#### [PROBLEM TO SOLVE]
Reproduce, exactly and in full, only the lines below from the one containing "tick += step;" through the one containing "31), tz, Granularity::Hourly).unwrap();".

#### [RECORDS SHOWN]
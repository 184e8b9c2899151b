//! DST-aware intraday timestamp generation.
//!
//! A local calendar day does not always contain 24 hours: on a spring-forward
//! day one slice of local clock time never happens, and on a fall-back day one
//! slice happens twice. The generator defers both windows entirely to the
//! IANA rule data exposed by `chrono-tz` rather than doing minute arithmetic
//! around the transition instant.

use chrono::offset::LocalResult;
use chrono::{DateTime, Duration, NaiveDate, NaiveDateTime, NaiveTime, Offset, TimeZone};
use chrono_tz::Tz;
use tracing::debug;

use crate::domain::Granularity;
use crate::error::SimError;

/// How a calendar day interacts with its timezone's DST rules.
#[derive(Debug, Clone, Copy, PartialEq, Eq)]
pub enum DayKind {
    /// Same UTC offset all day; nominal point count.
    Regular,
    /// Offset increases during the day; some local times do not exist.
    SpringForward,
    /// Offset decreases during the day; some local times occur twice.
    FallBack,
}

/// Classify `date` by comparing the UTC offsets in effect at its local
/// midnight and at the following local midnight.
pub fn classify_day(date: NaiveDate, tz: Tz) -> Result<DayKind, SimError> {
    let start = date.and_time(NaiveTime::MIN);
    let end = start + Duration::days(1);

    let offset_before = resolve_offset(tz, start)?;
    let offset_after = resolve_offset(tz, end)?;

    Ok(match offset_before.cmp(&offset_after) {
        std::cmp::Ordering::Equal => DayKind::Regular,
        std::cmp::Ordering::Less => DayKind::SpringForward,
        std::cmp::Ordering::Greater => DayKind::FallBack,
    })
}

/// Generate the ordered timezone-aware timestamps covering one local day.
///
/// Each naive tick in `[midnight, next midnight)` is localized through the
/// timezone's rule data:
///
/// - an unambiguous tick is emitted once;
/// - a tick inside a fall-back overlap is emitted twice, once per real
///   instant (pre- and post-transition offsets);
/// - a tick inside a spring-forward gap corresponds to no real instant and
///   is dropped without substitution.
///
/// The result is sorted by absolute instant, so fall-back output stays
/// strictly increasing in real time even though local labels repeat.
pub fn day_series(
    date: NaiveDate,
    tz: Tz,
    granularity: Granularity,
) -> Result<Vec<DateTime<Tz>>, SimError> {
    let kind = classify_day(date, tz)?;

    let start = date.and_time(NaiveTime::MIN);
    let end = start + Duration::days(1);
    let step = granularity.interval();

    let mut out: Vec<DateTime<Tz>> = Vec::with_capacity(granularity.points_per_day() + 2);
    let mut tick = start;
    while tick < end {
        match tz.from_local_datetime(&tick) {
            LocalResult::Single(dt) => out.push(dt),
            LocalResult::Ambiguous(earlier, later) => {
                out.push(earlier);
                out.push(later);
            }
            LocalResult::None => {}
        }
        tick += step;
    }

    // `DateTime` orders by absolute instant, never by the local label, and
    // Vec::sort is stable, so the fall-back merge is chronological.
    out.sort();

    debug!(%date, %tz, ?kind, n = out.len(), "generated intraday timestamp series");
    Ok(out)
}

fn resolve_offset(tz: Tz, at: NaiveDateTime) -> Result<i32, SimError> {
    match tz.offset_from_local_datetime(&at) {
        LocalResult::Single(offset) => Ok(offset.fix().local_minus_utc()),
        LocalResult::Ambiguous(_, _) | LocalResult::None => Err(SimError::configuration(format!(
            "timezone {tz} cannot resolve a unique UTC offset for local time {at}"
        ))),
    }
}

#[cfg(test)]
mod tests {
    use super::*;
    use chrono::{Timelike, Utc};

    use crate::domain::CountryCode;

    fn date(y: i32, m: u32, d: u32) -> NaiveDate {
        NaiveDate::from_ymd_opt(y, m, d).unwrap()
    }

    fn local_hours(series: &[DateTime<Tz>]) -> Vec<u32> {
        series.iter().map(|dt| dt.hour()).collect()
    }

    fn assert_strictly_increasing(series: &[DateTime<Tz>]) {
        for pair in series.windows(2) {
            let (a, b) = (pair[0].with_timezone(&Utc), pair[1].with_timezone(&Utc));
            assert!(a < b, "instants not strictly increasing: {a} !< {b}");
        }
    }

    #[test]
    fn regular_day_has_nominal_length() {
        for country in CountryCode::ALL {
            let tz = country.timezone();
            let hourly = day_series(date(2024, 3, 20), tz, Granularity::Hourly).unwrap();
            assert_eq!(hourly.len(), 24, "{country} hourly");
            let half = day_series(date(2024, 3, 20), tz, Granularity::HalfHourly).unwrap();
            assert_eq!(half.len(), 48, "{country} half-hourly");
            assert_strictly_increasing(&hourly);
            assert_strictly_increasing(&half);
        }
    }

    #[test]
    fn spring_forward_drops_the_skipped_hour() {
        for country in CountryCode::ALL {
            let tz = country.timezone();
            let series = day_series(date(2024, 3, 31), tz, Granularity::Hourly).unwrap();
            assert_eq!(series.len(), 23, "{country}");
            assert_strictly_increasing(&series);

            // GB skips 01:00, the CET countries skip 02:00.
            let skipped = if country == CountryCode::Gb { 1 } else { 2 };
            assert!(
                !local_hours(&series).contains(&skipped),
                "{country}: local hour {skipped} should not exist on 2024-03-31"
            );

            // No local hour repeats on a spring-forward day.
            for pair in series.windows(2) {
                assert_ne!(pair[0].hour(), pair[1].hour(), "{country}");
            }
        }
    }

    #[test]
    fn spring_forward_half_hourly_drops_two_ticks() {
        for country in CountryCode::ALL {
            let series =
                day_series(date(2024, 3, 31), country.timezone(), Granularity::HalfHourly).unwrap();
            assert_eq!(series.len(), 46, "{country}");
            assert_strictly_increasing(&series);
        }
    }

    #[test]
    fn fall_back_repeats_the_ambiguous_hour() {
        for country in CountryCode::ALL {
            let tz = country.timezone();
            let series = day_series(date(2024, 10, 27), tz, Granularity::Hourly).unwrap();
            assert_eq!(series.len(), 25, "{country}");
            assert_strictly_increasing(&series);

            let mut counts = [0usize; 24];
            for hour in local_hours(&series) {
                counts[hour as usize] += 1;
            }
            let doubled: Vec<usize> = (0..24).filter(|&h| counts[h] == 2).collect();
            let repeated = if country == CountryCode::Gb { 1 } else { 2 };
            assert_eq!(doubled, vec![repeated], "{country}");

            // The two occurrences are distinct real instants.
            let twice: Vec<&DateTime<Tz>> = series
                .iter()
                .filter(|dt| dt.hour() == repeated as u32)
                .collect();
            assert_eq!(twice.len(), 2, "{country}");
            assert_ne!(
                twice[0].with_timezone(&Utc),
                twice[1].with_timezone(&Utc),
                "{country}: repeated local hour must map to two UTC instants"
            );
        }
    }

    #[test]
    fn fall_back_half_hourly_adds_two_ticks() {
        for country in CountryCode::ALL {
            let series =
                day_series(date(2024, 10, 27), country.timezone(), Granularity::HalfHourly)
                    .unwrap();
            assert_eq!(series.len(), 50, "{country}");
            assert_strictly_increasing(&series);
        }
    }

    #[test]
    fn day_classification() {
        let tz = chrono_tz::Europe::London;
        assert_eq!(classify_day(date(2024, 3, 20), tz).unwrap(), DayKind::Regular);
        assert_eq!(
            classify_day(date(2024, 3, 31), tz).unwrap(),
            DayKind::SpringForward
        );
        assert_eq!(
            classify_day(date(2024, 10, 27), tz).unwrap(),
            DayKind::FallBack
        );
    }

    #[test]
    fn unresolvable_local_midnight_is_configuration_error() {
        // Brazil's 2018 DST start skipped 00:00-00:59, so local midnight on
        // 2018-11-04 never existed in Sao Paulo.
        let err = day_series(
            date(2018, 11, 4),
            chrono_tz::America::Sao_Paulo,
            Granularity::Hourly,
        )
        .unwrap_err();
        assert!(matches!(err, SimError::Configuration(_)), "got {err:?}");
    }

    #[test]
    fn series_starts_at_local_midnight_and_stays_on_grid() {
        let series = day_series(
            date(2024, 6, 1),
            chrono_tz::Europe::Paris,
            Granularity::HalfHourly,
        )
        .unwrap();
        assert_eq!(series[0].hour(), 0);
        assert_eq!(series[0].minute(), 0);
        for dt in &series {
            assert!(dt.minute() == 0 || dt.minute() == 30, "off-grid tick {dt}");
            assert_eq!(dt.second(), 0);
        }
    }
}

#### [THE ANSWER]
        tick += step;
    }

    // `DateTime` orders by absolute instant, never by the local label, and
    // Vec::sort is stable, so the fall-back merge is chronological.
    out.sort();

    debug!(%date, %tz, ?kind, n = out.len(), "generated intraday timestamp series");
    Ok(out)
}

fn resolve_offset(tz: Tz, at: NaiveDateTime) -> Result<i32, SimError> {
    match tz.offset_from_local_datetime(&at) {
        LocalResult::Single(offset) => Ok(offset.fix().local_minus_utc()),
        LocalResult::Ambiguous(_, _) | LocalResult::None => Err(SimError::configuration(format!(
            "timezone {tz} cannot resolve a unique UTC offset for local time {at}"
        ))),
    }
}

#[cfg(test)]
mod tests {
    use super::*;
    use chrono::{Timelike, Utc};

    use crate::domain::CountryCode;

    fn date(y: i32, m: u32, d: u32) -> NaiveDate {
        NaiveDate::from_ymd_opt(y, m, d).unwrap()
    }

    fn local_hours(series: &[DateTime<Tz>]) -> Vec<u32> {
        series.iter().map(|dt| dt.hour()).collect()
    }

    fn assert_strictly_increasing(series: &[DateTime<Tz>]) {
        for pair in series.windows(2) {
            let (a, b) = (pair[0].with_timezone(&Utc), pair[1].with_timezone(&Utc));
            assert!(a < b, "instants not strictly increasing: {a} !< {b}");
        }
    }

    #[test]
    fn regular_day_has_nominal_length() {
        for country in CountryCode::ALL {
            let tz = country.timezone();
            let hourly = day_series(date(2024, 3, 20), tz, Granularity::Hourly).unwrap();
            assert_eq!(hourly.len(), 24, "{country} hourly");
            let half = day_series(date(2024, 3, 20), tz, Granularity::HalfHourly).unwrap();
            assert_eq!(half.len(), 48, "{country} half-hourly");
            assert_strictly_increasing(&hourly);
            assert_strictly_increasing(&half);
        }
    }

    #[test]
    fn spring_forward_drops_the_skipped_hour() {
        for country in CountryCode::ALL {
            let tz = country.timezone();
            let series = day_series(date(2024, 3, 31), tz, Granularity::Hourly).unwrap();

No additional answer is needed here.